Ar/H2). During this treatment uranyl hydroxides in the beads of the
first quantity are converted into U3O8, while the beads of
the second quantity are converted to UO2.
It is well known that the density of U3O8 (ρ
= 8300 kg/m3) is lower than that of UO2 (ρ = 10960 kg/m3).
The next step consists in obtaining green pellets by compressing
a mixture of the beads of said first and said second quantity. These pellets are
then thermally treated under a reducing atmosphere (e.g. Ar/H2) at temperatures
less than 1100°C, preferably less than 900°C until the U3O8
beads in the pellets have converted into UO2 thereby reducing their
volume and creating voids. The pellets are then heated up to a temperature above
1600°C and regions corresponding to the precursor beads sinter to high density,
to give a backbone ensuring the mechanical stability of the pellets and at a later
stage in the reactor itself. The presence of the voids, however, hinders sintering
between neighbouring beads in the pellets. Thus, the voids remain after sintering
and pellets with high local densities, but with lower overall density are obtained.
In the case of MOX fuel the invention can be applied in the same
way: The Pu material should be present preferably in the beads of the second quantity,
so that the stoichiometry is significantly below 2.0 and mixed with U308
of the first quantity. The Pu content of the second quantity should be higher than
in the final product fuel and in proportion to the dilution achieved by mixing
with uranium. As the theoretical density of U3O8 of the first
quantity and the Pu containing material of the second quantity are both less than
the density of the final product, the thermal treatment applied after pellet pressing
results in a material with locally high density but a low overall density. The
distribution of the Pu is not homogeneous throughout the pellet,but this is not
detrimental to the mechanical stability during irradiation in the reactor.
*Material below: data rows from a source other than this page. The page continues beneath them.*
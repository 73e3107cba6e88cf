//! Stream Orchestrator: one streaming task per persona, fanned out at once.
//!
//! The orchestrator exclusively owns the run's results. Tasks never write to
//! a result directly; they report back through [`Inner`], which re-validates
//! the slot's attempt number and cancellation token under the lock before
//! every mutation. A task that was cancelled or superseded by a retry can
//! therefore never touch the entry again.

use std::sync::Arc;
use std::time::Duration;

use futures::StreamExt;
use indexmap::IndexMap;
use parking_lot::Mutex;
use serde::{Deserialize, Serialize};
use thiserror::Error;
use tokio::sync::{broadcast, watch};
use tokio::task::JoinHandle;
use tokio_util::sync::CancellationToken;
use tracing::{debug, info, warn};
use uuid::Uuid;

use crate::key_store::KeyStore;
use crate::llm_client::prompts::{render_prompt, Phase};
use crate::llm_client::{GatewayError, GatewayRequest, ProviderGateway};
use crate::models::{
    AnalysisInput, AnalysisResult, InterviewerResult, Persona, Provider, ResultError,
    ResultStatus,
};
use crate::orchestrator::assembler;
use crate::orchestrator::parser::parse_feedback;

const EVENT_CAPACITY: usize = 1024;

#[derive(Debug, Clone)]
pub struct OrchestratorConfig {
    /// Wall-clock ceiling for one persona request, first byte to last.
    pub stream_timeout: Duration,
    pub phase: Phase,
}

impl Default for OrchestratorConfig {
    fn default() -> Self {
        Self {
            stream_timeout: Duration::from_secs(30),
            phase: Phase::Full,
        }
    }
}

/// Aggregate result reported once every persona is terminal.
#[derive(Debug, Clone, Copy, PartialEq, Eq, Serialize, Deserialize)]
#[serde(rename_all = "snake_case")]
pub enum SettlementOutcome {
    /// At least one persona produced feedback.
    Success,
    /// Every persona failed.
    AllFailed,
    /// Nothing was configured to run. Not a success.
    NoPersonas,
}

impl SettlementOutcome {
    pub fn from_results(results: &[InterviewerResult]) -> Self {
        if results.is_empty() {
            SettlementOutcome::NoPersonas
        } else if results.iter().any(|r| r.status == ResultStatus::Done) {
            SettlementOutcome::Success
        } else {
            SettlementOutcome::AllFailed
        }
    }

    pub fn is_success(self) -> bool {
        self == SettlementOutcome::Success
    }
}

/// The one-shot "all settled" signal. `epoch` counts settlements of this run;
/// a retry re-opens the run and the next settlement carries `epoch + 1`.
#[derive(Debug, Clone, Serialize)]
#[serde(rename_all = "camelCase")]
pub struct Settlement {
    pub epoch: u64,
    pub outcome: SettlementOutcome,
    pub result: AnalysisResult,
}

/// Progress notifications for observers (UI streams, tests).
#[derive(Debug, Clone, Serialize)]
#[serde(tag = "type", rename_all = "snake_case", rename_all_fields = "camelCase")]
pub enum RunEvent {
    Status {
        persona_id: String,
        status: ResultStatus,
        #[serde(skip_serializing_if = "Option::is_none")]
        error: Option<ResultError>,
    },
    Fragment {
        persona_id: String,
        text: String,
    },
    Settled {
        epoch: u64,
        outcome: SettlementOutcome,
    },
}

/// Caller errors from [`Orchestrator::retry`]. Reported synchronously.
#[derive(Debug, Clone, Error, PartialEq, Eq)]
pub enum RetryError {
    #[error("unknown persona '{0}'")]
    UnknownPersona(String),

    #[error("persona '{persona_id}' is {status:?}; only finished personas can be retried")]
    NotTerminal {
        persona_id: String,
        status: ResultStatus,
    },

    #[error("no API key stored for {0}")]
    MissingCredential(Provider),

    #[error("the analysis run has been shut down")]
    ShutDown,
}

struct Slot {
    persona: Persona,
    result: InterviewerResult,
    /// Bumped on every launch; a task only writes while its attempt is current.
    attempt: u64,
    cancel: Option<CancellationToken>,
    task: Option<JoinHandle<()>>,
}
use axum::{extract::State, Json};
use serde::Serialize;

use crate::key_store::KeyStore;
use crate::models::Persona;
use crate::personas::{PersonaPreset, PersonaRegistry, PRESETS};
use crate::state::AppState;

#[derive(Serialize)]
pub struct PersonaDefaultsResponse {
    pub personas: Vec<Persona>,
    pub presets: Vec<PersonaPreset>,
}

/// GET /api/v1/personas/defaults
///
/// One blank persona per stored key, plus the built-in presets.
pub async fn handle_persona_defaults(State(state): State<AppState>) -> Json<PersonaDefaultsResponse> {
    let registry = PersonaRegistry::from_credentials(&state.key_store.all_credentials());
    Json(PersonaDefaultsResponse {
        personas: registry.into_personas(),
        presets: PRESETS.to_vec(),
    })
}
The invention is not restricted to the methods as described above.
Thus, the size and number of the voids can be further controlled by selecting different
sizes for the precursor beads of both quantities: Smaller size of the beads of
the first quantity increases the number of voids, larger size of these beads increases
the size of the voids.
The invention therefore provides nuclear fuel pellets having a reduced
overall density which enhances stability against swelling during service in the
reactor, but having a backbone structure of high density which avoids further
sintering of the pellets during service. As a result, a fuel pin containing such
pellets supports a higher burn-up rate than conventionally equipped fuel pins.